Input for this task Block Start

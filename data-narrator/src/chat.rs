//! Chat completion client.
//!
//! Sends the whole conversation to `{base_url}/chat/completions` in a single
//! request and returns a copy of it with the model's reply appended.

use std::time::Instant;

use reqwest::Client;
use serde::{Deserialize, Serialize};
use tracing::{debug, info};

use crate::config::{ApiConfig, ChatConfig};
use crate::conversation::{Conversation, Message};
use crate::error::{Error, Result};

#[derive(Serialize)]
struct ChatRequest<'a> {
    model: &'a str,
    messages: &'a [Message],
    max_tokens: u32,
}

#[derive(Deserialize)]
struct ChatResponse {
    choices: Vec<Choice>,
}

#[derive(Deserialize)]
struct Choice {
    message: ChoiceMessage,
}

#[derive(Deserialize)]
struct ChoiceMessage {
    #[serde(default)]
    content: Option<String>,
}

pub struct ChatClient {
    client: Client,
    api: ApiConfig,
    config: ChatConfig,
}

impl ChatClient {
    pub fn new(api: &ApiConfig, config: &ChatConfig) -> Result<Self> {
        let client = Client::builder().timeout(api.timeout).build()?;

        Ok(Self {
            client,
            api: api.clone(),
            config: config.clone(),
        })
    }

    pub fn model(&self) -> &str {
        &self.config.model
    }

    /// Send `conversation` and return it with one assistant message appended.
    pub async fn send(&self, conversation: &Conversation) -> Result<Conversation> {
        if conversation.reply().is_some() {
            return Err(Error::ConversationClosed);
        }

        let t_start = Instant::now();
        let url = format!("{}/chat/completions", self.api.base_url);
        let body = ChatRequest {
            model: &self.config.model,
            messages: conversation.messages(),
            max_tokens: self.config.max_tokens,
        };
        debug!(
            "Sending {} messages to model '{}'",
            conversation.len(),
            self.config.model
        );

        let resp = self
            .client
            .post(&url)
            .bearer_auth(&self.api.api_key)
            .json(&body)
            .send()
            .await?;

        let status = resp.status();
        if !status.is_success() {
            let body = resp.text().await.unwrap_or_default();
            return Err(Error::RemoteService {
                service: "chat completion",
                status: status.as_u16(),
                body,
            });
        }

        let data: ChatResponse = resp.json().await?;
        let reply = data
            .choices
            .into_iter()
            .next()
            .ok_or(Error::EmptyCompletion)?
            .message
            .content
            .filter(|c| !c.trim().is_empty())
            .ok_or(Error::EmptyCompletion)?;

        let latency_ms = t_start.elapsed().as_secs_f64() * 1000.0;
        info!("Chat reply: {} chars ({latency_ms:.0}ms)", reply.chars().count());

        let mut answered = conversation.clone();
        answered.push(Message::assistant(reply));
        Ok(answered)
    }
}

Input for this task Block End

## Directions
With no additions or omissions, transcribe every record.

## Task answer
filename data-narrator/src/chat.rs
//! Chat completion client.
//!
//! Sends the whole conversation to `{base_url}/chat/completions` in a single
//! request and returns a copy of it with the model's reply appended.

use std::time::Instant;

use reqwest::Client;
use serde::{Deserialize, Serialize};
use tracing::{debug, info};

use crate::config::{ApiConfig, ChatConfig};
use crate::conversation::{Conversation, Message};
use crate::error::{Error, Result};

#[derive(Serialize)]
struct ChatRequest<'a> {
    model: &'a str,
    messages: &'a [Message],
    max_tokens: u32,
}

#[derive(Deserialize)]
struct ChatResponse {
    choices: Vec<Choice>,
}

#[derive(Deserialize)]
struct Choice {
    message: ChoiceMessage,
}

#[derive(Deserialize)]
struct ChoiceMessage {
    #[serde(default)]
    content: Option<String>,
}

pub struct ChatClient {
    client: Client,
    api: ApiConfig,
    config: ChatConfig,
}

impl ChatClient {
    pub fn new(api: &ApiConfig, config: &ChatConfig) -> Result<Self> {
        let client = Client::builder().timeout(api.timeout).build()?;

        Ok(Self {
            client,
            api: api.clone(),
            config: config.clone(),
        })
    }

    pub fn model(&self) -> &str {
        &self.config.model
    }

    /// Send `conversation` and return it with one assistant message appended.
    pub async fn send(&self, conversation: &Conversation) -> Result<Conversation> {
        if conversation.reply().is_some() {
            return Err(Error::ConversationClosed);
        }

        let t_start = Instant::now();
        let url = format!("{}/chat/completions", self.api.base_url);
        let body = ChatRequest {
            model: &self.config.model,
            messages: conversation.messages(),
            max_tokens: self.config.max_tokens,
        };
        debug!(
            "Sending {} messages to model '{}'",
            conversation.len(),
            self.config.model
        );

        let resp = self
            .client
            .post(&url)
            .bearer_auth(&self.api.api_key)
            .json(&body)
            .send()
            .await?;

        let status = resp.status();
        if !status.is_success() {
            let body = resp.text().await.unwrap_or_default();
            return Err(Error::RemoteService {
                service: "chat completion",
                status: status.as_u16(),
                body,
            });
        }

        let data: ChatResponse = resp.json().await?;
        let reply = data
            .choices
            .into_iter()
            .next()
            .ok_or(Error::EmptyCompletion)?
            .message
            .content
            .filter(|c| !c.trim().is_empty())
            .ok_or(Error::EmptyCompletion)?;

        let latency_ms = t_start.elapsed().as_secs_f64() * 1000.0;
        info!("Chat reply: {} chars ({latency_ms:.0}ms)", reply.chars().count());

        let mut answered = conversation.clone();
        answered.push(Message::assistant(reply));
        Ok(answered)
    }
}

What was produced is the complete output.